Long before she coined the term womanism, in 1973, Alice Walker gifted us with a short story entitled “Everyday Use.” It is this short story that reminds me of the ways in which womanism, womanist ways and womanist theology informs and undergirds my approach to a text and also a presentation of the text that may be different from what is expected. Walker’s story highlights the relationship between two sisters and their approach to the appreciation of or use of handmade quilts that had been passed down to their mother and potentially to each of them. The question was whether the quilts and other household items were for show or for use. One sister claimed that the wear and tear of everyday use would ruin the quilt. Perhaps this same line of thought has been applied to our Christian scriptures. It seems that many of our scriptures have been upheld as pieces to be appreciated at a distance, frozen in one meaning and not engaged in a familiar and everyday way.

Those preachers familiar with womanist ways will recognize that these texts offer new found freedom when they are engaged by a woman who loves other women sexually and/or non-sexually. The preacher who reads with a womanist lens will find it hard to blame, ostracize, or criticize the women who appear in the text because the preacher then comes to see them with love. For example, the Genesis 16 passage, which is featured prominently in Delores Williams’s classic work Sisters in the Wilderness, cannot be preached in a way that pits the main female characters, Hagar and Sarah, against one another as women who shared children with the same man, Abraham. A preacher with a Womanist ethic would call for a love of each woman individually and then a more nuanced appreciation for the situation that they find themselves in. It is also challenging to look at the passage and simply state the conflict between Sarah and Hagar is all Abraham’s fault when a womanist is “committed to survival and wholes of entire people, male and female.” The preacher who reads the text with compassion for all of the characters may be inclined to preach that text with compassion for the hearers and may present a word that goes beyond the binary of right and wrong and calls the hearer to consider the complications and also to consider how the children of these parents will be impacted.

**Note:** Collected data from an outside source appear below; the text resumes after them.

use std::path::Path;

use anyhow::Result;
use tracing::{info, warn};

use tfs_ledger::{
    append_execution, append_rejection, build_state, full_symbol, ledger_path, order_from_entry,
    parse_file, ExecutionRecord, ParsedOrder, RejectionRecord,
};

use crate::capability::BrokerCapability;
use crate::types::{OrderType, Side, SubmitRequest, TimeInForce};

/// Drive every unprocessed ORDER in the ledger to a terminal entry.
///
/// Returns the number of intents handled this cycle (the caller feeds this
/// into its compaction trigger). Appending terminal entries is the only
/// mutation performed; existing entries are never edited or deleted.
///
/// Failure semantics: a brokerage error for one intent becomes that
/// intent's REJECTION and never aborts the rest of the cycle. Only an
/// unreadable ledger (or an unwritable one, since a lost terminal entry
/// would mean a resubmit next tick) aborts the whole cycle; the caller
/// logs it and retries next poll.
pub fn dispatch_pending(root: &Path, broker: &mut dyn BrokerCapability) -> Result<usize> {
    let path = ledger_path(root);
    let entries = parse_file(&path)?;
    let state = build_state(&entries);

    let mut processed = state.processed;
    let mut handled = 0;

    for entry in &state.pending {
        let order = order_from_entry(entry);
        if order.intent_id.is_empty() {
            // Partial/comment entry; not actionable and not an error.
            continue;
        }
        if processed.contains(&order.intent_id) {
            // Already has a terminal entry (or a duplicate intent id, which
            // the engine treats as "already handled").
            continue;
        }
        let symbol = full_symbol(&order.symbol, &order.market);

        if order.action == "CANCEL" {
            if order.order_id.is_empty() {
                // Nothing to cancel yet; leave the intent pending for the
                // author to fill in the order id.
                continue;
            }
            match broker.cancel_order(&order.order_id) {
                Ok(()) => {
                    info!(intent_id = %order.intent_id, order_id = %order.order_id, "order cancelled");
                    append_execution(
                        &path,
                        &ExecutionRecord {
                            intent_id: &order.intent_id,
                            order_id: &format!("CANCEL-{}", order.order_id),
                            status: "CANCELED",
                            symbol: &symbol,
                            side: &order.side,
                            qty: "0",
                            price: None,
                        },
                    )?;
                }
                Err(err) => {
                    warn!(intent_id = %order.intent_id, error = %err, "cancel rejected");
                    append_rejection(
                        &path,
                        &RejectionRecord {
                            intent_id: &order.intent_id,
                            symbol: &symbol,
                            side: &order.side,
                            qty: &order.qty,
                            reason: &err.to_string(),
                        },
                    )?;
                }
            }
            // Cancellation is terminal either way; it is never retried.
            processed.insert(order.intent_id.clone());
            handled += 1;
            continue;
        }

        let req = submit_request(&order, &symbol);
        match broker.submit_order(&req) {
            Ok(ack) => {
                info!(intent_id = %order.intent_id, order_id = %ack.order_id, symbol = %symbol, "order submitted");
                let price = ack
                    .price
                    .clone()
                    .or_else(|| (!order.price.is_empty()).then(|| order.price.clone()));
                append_execution(
                    &path,
                    &ExecutionRecord {
                        intent_id: &order.intent_id,
                        order_id: &ack.order_id,
                        status: "FILLED",
                        symbol: &symbol,
                        side: &order.side,
                        qty: &order.qty,
                        price: price.as_deref(),
                    },
                )?;
            }
            Err(err) => {
                warn!(intent_id = %order.intent_id, symbol = %symbol, error = %err, "order rejected");
                append_rejection(
                    &path,
                    &RejectionRecord {
                        intent_id: &order.intent_id,
                        symbol: &symbol,
                        side: &order.side,
                        qty: &order.qty,
                        reason: &err.to_string(),
                    },
                )?;
            }
        }
        processed.insert(order.intent_id.clone());
        handled += 1;
    }

    Ok(handled)
}

/// Translate a decoded ORDER into the brokerage vocabulary.
fn submit_request(order: &ParsedOrder, symbol: &str) -> SubmitRequest {
    SubmitRequest {
        symbol: symbol.to_string(),
        order_type: OrderType::parse(&order.order_type),
        side: Side::parse(&order.side),
        qty: order.qty.clone(),
        price: (!order.price.is_empty()).then(|| order.price.clone()),
        tif: TimeInForce::parse(&order.tif),
        remark: format!("tradefs:{}", order.intent_id),
    }
}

Many preachers and many hearers have heard the Hagar text as one which triangulates Hagar, Sarah and Abraham as entangled humans whose actions will impact the lives of the children they have brought into the world. That is one read, but with Alice Walker whispering in the ear of the preacher, there is a gentle reminder to look for the voices in the text that are not amplified. Womanism reminds the preacher to consider that there may be a hearer who identifies more with the unnamed characters in the text. There may be a hearer who identifies with the person in the text who suffers harm and for that hearer, where is the good news? The scholars who asked these questions with Black women in mind have given us a fertile field in which to plant these questions and watch the answers bloom. Delores Williams, Katie Cannon, Renita Weems, Jacqueline Grant and many others have taken the definition from Walker’s prose and made it available to those who are studying theology and figuring out how to read ancient texts from a new perspective that serves the Black women who are preaching and all of those who are hearing.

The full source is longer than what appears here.